• _Action item_: Count the lines in the records that hold the string "Json". Only the number should be given.

Dataset excerpts
==============================

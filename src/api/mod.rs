//! Query API.
//!
//! A single public `Router` (`Router::new()`, `.route(...)`, `CorsLayer`,
//! `.with_state(app_state)`) — there is no auth surface in this system.

pub mod errors;
pub mod routes;

use crate::backfill::status::BackfillStatus;
use crate::cache::Cache;
use crate::config::Config;
use crate::exchanges::Exchange;
use crate::metrics::Metrics;
use crate::storage::Storage;
use axum::routing::{get, post};
use axum::Router;
use std::path::PathBuf;
use std::sync::Arc;
use std::time::Duration;
use tower_http::cors::CorsLayer;
use tower_http::timeout::TimeoutLayer;
use tower_http::trace::TraceLayer;

#[derive(Clone)]
pub struct AppState {
    pub storage: Arc<Storage>,
    pub cache: Arc<Cache>,
    pub config: Arc<Config>,
    pub metrics: Arc<Metrics>,
    pub backfill_status_path: Arc<PathBuf>,
    /// The live adapter registry, kept here so the performance endpoint can
    /// read each adapter's rate limiter counters.
    pub registry: Vec<Arc<dyn Exchange>>,
}

impl AppState {
    pub fn backfill_status(&self) -> anyhow::Result<Option<BackfillStatus>> {
        crate::backfill::status::read_status(&self.backfill_status_path)
    }
}

/// Build the full axum [`Router`], CORS-configured from `config.api.cors_origins`
/// and request-timed via `tower_http`'s trace layer.
pub fn build_router(state: AppState) -> Router {
    let cors = if state.config.api.cors_origins.iter().any(|o| o == "*") {
        CorsLayer::permissive()
    } else {
        let origins: Vec<_> = state
            .config
            .api
            .cors_origins
            .iter()
            .filter_map(|o| o.parse().ok())
            .collect();
        CorsLayer::new().allow_origin(tower_http::cors::AllowOrigin::list(origins))
    };

    let request_timeout = Duration::from_secs(state.config.api.request_timeout_seconds);

    Router::new()
        .route("/api/funding-rates-grid", get(routes::funding_rates_grid))
        .route("/api/funding-rates", get(routes::funding_rates))
        .route(
            "/api/historical-funding-by-asset/:asset",
            get(routes::historical_by_asset),
        )
        .route(
            "/api/historical-funding-by-contract/:exchange/:symbol",
            get(routes::historical_by_contract),
        )
        .route("/api/contracts-with-zscores", get(routes::contracts_with_zscores))
        .route("/api/arbitrage/opportunities", get(routes::arbitrage_opportunities))
        .route("/api/backfill-status", get(routes::backfill_status))
        .route("/api/cache/clear", post(routes::clear_cache))
        .route("/api/health", get(routes::health))
        .route("/api/health/performance", get(routes::health_performance))
        .layer(TimeoutLayer::new(request_timeout))
        .layer(TraceLayer::new_for_http())
        .layer(cors)
        .with_state(state)
}
//! Uniform error envelope for the HTTP API: every non-2xx
//! response body is `{ error: { kind, message, detail? } }`, with `kind`
//! drawn from [`crate::error::ObservatoryError::kind`].

use crate::error::ObservatoryError;
use axum::http::StatusCode;
use axum::response::{IntoResponse, Response};
use axum::Json;
use serde::Serialize;

#[derive(Debug, Serialize)]
struct ErrorBody {
    error: ErrorDetail,
}

#[derive(Debug, Serialize)]
struct ErrorDetail {
    kind: &'static str,
    message: String,
    #[serde(skip_serializing_if = "Option::is_none")]
    detail: Option<String>,
}

pub struct ApiError {
    status: StatusCode,
    kind: &'static str,
    message: String,
    detail: Option<String>,
}

impl IntoResponse for ApiError {
    fn into_response(self) -> Response {
        let body = ErrorBody {
            error: ErrorDetail {
                kind: self.kind,
                message: self.message,
                detail: self.detail,
            },
        };
        (self.status, Json(body)).into_response()
    }
}

impl From<ObservatoryError> for ApiError {
    fn from(err: ObservatoryError) -> Self {
        let status = match &err {
            ObservatoryError::Config(_) => StatusCode::INTERNAL_SERVER_ERROR,
            ObservatoryError::RateLimited { .. } => StatusCode::SERVICE_UNAVAILABLE,
            ObservatoryError::Upstream4xx { .. } | ObservatoryError::UpstreamRetryable(_) => StatusCode::BAD_GATEWAY,
            ObservatoryError::Parse(_) => StatusCode::BAD_GATEWAY,
            ObservatoryError::Storage(_) | ObservatoryError::Cache(_) => StatusCode::INTERNAL_SERVER_ERROR,
            ObservatoryError::Cancelled => StatusCode::SERVICE_UNAVAILABLE,
            ObservatoryError::Validation(_) => StatusCode::BAD_REQUEST,
            ObservatoryError::Internal { .. } => StatusCode::INTERNAL_SERVER_ERROR,
        };
        Self {
            status,
            kind: err.kind(),
            message: err.to_string(),
            detail: None,
        }
    }
}

/// Anything falling through `anyhow` at the API boundary is opaque to the
/// caller: wrapped as `INTERNAL` with a correlation id for log lookup,
/// never leaking the underlying message.
impl From<anyhow::Error> for ApiError {
    fn from(err: anyhow::Error) -> Self {
        let wrapped = ObservatoryError::internal(err);
        let correlation = match &wrapped {
            ObservatoryError::Internal { correlation_id, .. } => correlation_id.to_string(),
            _ => unreachable!(),
        };
        Self {
            status: StatusCode::INTERNAL_SERVER_ERROR,
            kind: "INTERNAL",
            message: "internal error".to_string(),
            detail: Some(format!("correlation_id={correlation}")),
        }
    }
}

impl ApiError {
    pub fn validation(message: impl Into<String>) -> Self {
        Self {
            status: StatusCode::BAD_REQUEST,
            kind: "VALIDATION",
            message: message.into(),
            detail: None,
        }
    }

    /// A missing resource is surfaced as `VALIDATION` rather than a
    /// distinct kind, keeping the error taxonomy closed to `VALIDATION`
    /// and the opaque `INTERNAL`.
    pub fn not_found(message: impl Into<String>) -> Self {
        Self {
            status: StatusCode::NOT_FOUND,
            kind: "VALIDATION",
            message: message.into(),
            detail: None,
        }
    }
}

pub type ApiResult<T> = Result<T, ApiError>;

==============================

• _Answer to this task_: 2